Lors de cette visite  un film  canadien datant de 1953 est projeté.

Voici les notes de Laurent Bastard concerant ce film:

– En 1948 Marcel MAGOT est conseiller aux ATP. Il fait une visite à Villar et voit la fabrication du pain bouilli.

-Ce pain se faisait autrefois sans doute 1 fois l’an dans tous les villages de l’Oisan et du Briançonnais, puis s’est cantonné à V. d’A. et 2 hameaux de la Grave.

-Le manque de bois de chauffage obligea à un mode particulier de fabrication du pain.

Pain de seigle à maturation très courte.

-On coupait les branchages après la moisson.
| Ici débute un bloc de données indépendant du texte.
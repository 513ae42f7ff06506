pub use rust_decimal::Decimal;
pub use sea_orm::{
  ActiveModelTrait, ColumnTrait, ConnectionTrait, Database,
  DatabaseConnection, EntityTrait, PaginatorTrait, QueryFilter, QueryOrder,
  Set, TransactionTrait,
};
pub use sea_orm_migration::MigratorTrait;
pub use tracing::{error, info, warn};

pub use crate::error::{AppError, AppResult};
Il n’y avait pas beaucoup de bois dans les montagnes d’alors.

-On faisait le pain durant la semaine de Saint-Martin. Tous les habitants y participaient.

-On tirait au sort en mairie les numéros d’ordre de cuisson du pain par les familles du village.

-Le « fournier » conduit les opérations. Il n’était pas forcément du village. Il louait ses services et son savoir-faire.

-Il fallait 2 heures pour faire chauffer l’eau.

-Le « levain » était composé de 1/3 de farine de seigle et de l’eau chaude qui a bouilli, d’où le nom de « pain bouilli ».

-On mélangeait le tout au racloir. Puis on procédait à un premier pétrissage du levain avec des bâtons.

-On recouvrait le pétrin d’une toile.

-Pendant ce temps les femmes font des gâteaux : girades, ravioles, tourtes aux prunes…

-Le levain reste sous bâche 12 h.

-On ajoute ensuite de la farine puis on pétrit à bras. 2 hommes par pétrin. 400 livres de pâte.

-On déplace la pâte d’un bout à l’autre du pétrin, 6 à 7 fois : c’est la « vire ».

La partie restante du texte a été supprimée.